There is a strict formula to romantic comedies, as invariable and inviolate as any sonata or minuet. 

Boy and girl meet through some improbable coincidence, take an instant dislike to each other, and spend the next hour bickering wittily until what has been obvious to us from the start finally occurs to them and they realise they're in love.

(Authors have some leeway in what happens next, including just stopping there, which is what most rom-com movies do.) 

In Peter Souter's first stage play – his experience is in radio and TV drama – a mix-up by estate agents results in Alex (Shaun Evans) and Juliet (Miranda Raison) being rented the same flat. 

As each tries to throw the other out, we can enjoy the way her hot temper and flashing nastiness is so nicely balanced by his more laid-back method of letting her expose her weak points and then quietly slipping in the perfectly-targeted zinger. 
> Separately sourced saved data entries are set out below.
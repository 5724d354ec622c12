//! `/health` endpoint.

use std::time::Instant;

use serde::Serialize;

/// Health check response body.
#[derive(Debug, Clone, Serialize)]
pub struct HealthResponse {
    /// Always `"ok"` when the server is running.
    pub status: String,
    /// Seconds since the server started.
    pub uptime_secs: u64,
    /// Name of this instance.
    pub instance_id: String,
    /// Open push connections on this instance.
    pub connections: usize,
    /// Recipients with at least one connection on this instance.
    pub recipients: usize,
}

/// Build a health response from live counters.
pub fn health_check(
    start_time: Instant,
    instance_id: &str,
    connections: usize,
    recipients: usize,
) -> HealthResponse {
    HealthResponse {
        status: "ok".into(),
        uptime_secs: start_time.elapsed().as_secs(),
        instance_id: instance_id.to_owned(),
        connections,
        recipients,
    }
}
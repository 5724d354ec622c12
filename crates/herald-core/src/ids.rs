//! Branded ID newtypes.
//!
//! A [`RecipientKey`] names a logical recipient (a user) and is supplied by the
//! identity layer. A [`HandleId`] names one physical connection and is minted
//! locally as a UUID v7, prefixed so it is recognisable in logs.

use std::fmt;

use serde::{Deserialize, Serialize};
use uuid::Uuid;

macro_rules! branded_id {
    ($(#[$meta:meta])* $name:ident) => {
        $(#[$meta])*
        #[derive(Clone, Debug, PartialEq, Eq, PartialOrd, Ord, Hash, Serialize, Deserialize)]
        #[serde(transparent)]
        pub struct $name(String);

        impl $name {
            /// Create from an existing string value.
            #[must_use]
            pub fn from_string(s: String) -> Self {
                Self(s)
            }

            /// Return the inner string as a slice.
            #[must_use]
            pub fn as_str(&self) -> &str {
                &self.0
            }

            /// Consume self and return the inner `String`.
            #[must_use]
            pub fn into_inner(self) -> String {
                self.0
            }
        }

        impl std::ops::Deref for $name {
            type Target = str;
            fn deref(&self) -> &str {
                &self.0
            }
        }

        impl AsRef<str> for $name {
            fn as_ref(&self) -> &str {
                &self.0
            }
        }

        impl std::borrow::Borrow<str> for $name {
            fn borrow(&self) -> &str {
                &self.0
            }
        }

        impl fmt::Display for $name {
            fn fmt(&self, f: &mut fmt::Formatter<'_>) -> fmt::Result {
                f.write_str(&self.0)
            }
        }

        impl From<String> for $name {
            fn from(s: String) -> Self {
                Self(s)
            }
        }

        impl From<&str> for $name {
            fn from(s: &str) -> Self {
                Self(s.to_owned())
            }
        }
    };
}

branded_id!(
    /// Stable identifier of a notification recipient (a user id).
    ///
    /// Not namespaced by tenant; callers that need isolation must prefix it.
    RecipientKey
);

branded_id!(
    /// Identifier of a single live connection handle.
    HandleId
);

impl HandleId {
    /// Mint a new time-ordered handle ID (`conn_<uuid v7>`).
    #[must_use]
    pub fn generate() -> Self {
        Self(format!("conn_{}", Uuid::now_v7()))
    }
}
//! In-process broadcast bus.

use std::sync::Arc;

use async_trait::async_trait;
use dashmap::DashMap;
use herald_core::BusError;
use tokio::sync::broadcast;
use tracing::trace;

use crate::{Bus, Subscription, broadcast_subscription};

/// Messages buffered per topic before slow subscribers start lagging.
const DEFAULT_CAPACITY: usize = 1024;

/// In-process bus backed by one `tokio::sync::broadcast` channel per topic.
///
/// Cloneable; clones share topics, so several servers in one process holding
/// clones of the same bus behave as a fleet.
#[derive(Clone)]
pub struct MemoryBus {
    topics: Arc<DashMap<String, broadcast::Sender<String>>>,
    capacity: usize,
}

impl MemoryBus {
    /// Create a bus with the default per-topic capacity.
    pub fn new() -> Self {
        Self::with_capacity(DEFAULT_CAPACITY)
    }

    /// Create a bus with a specific per-topic capacity.
    pub fn with_capacity(capacity: usize) -> Self {
        Self {
            topics: Arc::new(DashMap::new()),
            capacity: capacity.max(1),
        }
    }

    /// Number of live subscriptions on `topic`.
    pub fn subscriber_count(&self, topic: &str) -> usize {
        self.topics.get(topic).map_or(0, |tx| tx.receiver_count())
    }

    fn sender(&self, topic: &str) -> broadcast::Sender<String> {
        self.topics
            .entry(topic.to_owned())
            .or_insert_with(|| broadcast::channel(self.capacity).0)
            .clone()
    }
}

impl Default for MemoryBus {
    fn default() -> Self {
        Self::new()
    }
}

#[async_trait]
impl Bus for MemoryBus {
    async fn publish(&self, topic: &str, payload: String) -> Result<(), BusError> {
        // send() fails only when nobody is subscribed, which is not an error for a bus
        match self.sender(topic).send(payload) {
            Ok(receivers) => trace!(topic, receivers, "published"),
            Err(_) => trace!(topic, "published with no subscribers"),
        }
        Ok(())
    }

    async fn subscribe(&self, topic: &str) -> Result<Subscription, BusError> {
        Ok(broadcast_subscription(self.sender(topic).subscribe(), topic))
    }
}

#[cfg(test)]
mod tests {
    use futures::StreamExt;

    use super::*;

    #[tokio::test]
    async fn every_subscriber_receives_once() {
        let bus = MemoryBus::new();
        let mut a = bus.subscribe("t").await.unwrap();
        let mut b = bus.subscribe("t").await.unwrap();

        bus.publish("t", "one".into()).await.unwrap();

        assert_eq!(a.next().await.unwrap(), "one");
        assert_eq!(b.next().await.unwrap(), "one");
    }

    #[tokio::test]
    async fn clones_share_topics() {
        let bus = MemoryBus::new();
        let other = bus.clone();
        let mut sub = other.subscribe("fleet").await.unwrap();

        bus.publish("fleet", "x".into()).await.unwrap();
        assert_eq!(sub.next().await.unwrap(), "x");
        assert_eq!(bus.subscriber_count("fleet"), 1);
    }

    #[tokio::test]
    async fn topics_are_isolated() {
        let bus = MemoryBus::new();
        let mut a = bus.subscribe("a").await.unwrap();
        bus.publish("b", "for b".into()).await.unwrap();
        bus.publish("a", "for a".into()).await.unwrap();
        assert_eq!(a.next().await.unwrap(), "for a");
    }

    #[tokio::test]
    async fn publish_without_subscribers_is_ok() {
        let bus = MemoryBus::new();
        assert!(bus.publish("nobody", "x".into()).await.is_ok());
    }

    #[tokio::test]
    async fn lagging_subscriber_skips_and_continues() {
        let bus = MemoryBus::with_capacity(2);
        let mut sub = bus.subscribe("t").await.unwrap();
        for i in 0..5 {
            bus.publish("t", i.to_string()).await.unwrap();
        }
        // oldest messages were overwritten; the stream resumes at the retained tail
        assert_eq!(sub.next().await.unwrap(), "3");
        assert_eq!(sub.next().await.unwrap(), "4");
    }

    #[tokio::test]
    async fn dropped_subscription_releases_receiver() {
        let bus = MemoryBus::new();
        let sub = bus.subscribe("t").await.unwrap();
        assert_eq!(bus.subscriber_count("t"), 1);
        drop(sub);
        assert_eq!(bus.subscriber_count("t"), 0);
    }
}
Padding out the first act is some incidental humour about his obsession with collecting things (seashells, McDonald's toys) and her propensity for finding herself in bed with other women's men. 

But the basic joke lies, strictly according to formula, in the wit of their bickering and in seeing how long the playwright can delay the inevitable clinch (Answer: about an hour). 

That's where the movie would end. But, as his title suggests, Souter takes us into the future in Act Two for one way the story might go on. 

Since this is less pre-ordained territory I won't go into detail, except to note that the comedy is tempered a bit by the sober realisation that the qualities and quirks that attract a couple to each other might be exactly the things they find it hard to live with. 

Evans and Raison are attractive performers, and use the different styles of the characters to play off each other well, though they're more convincing as bickerers than as lovers. 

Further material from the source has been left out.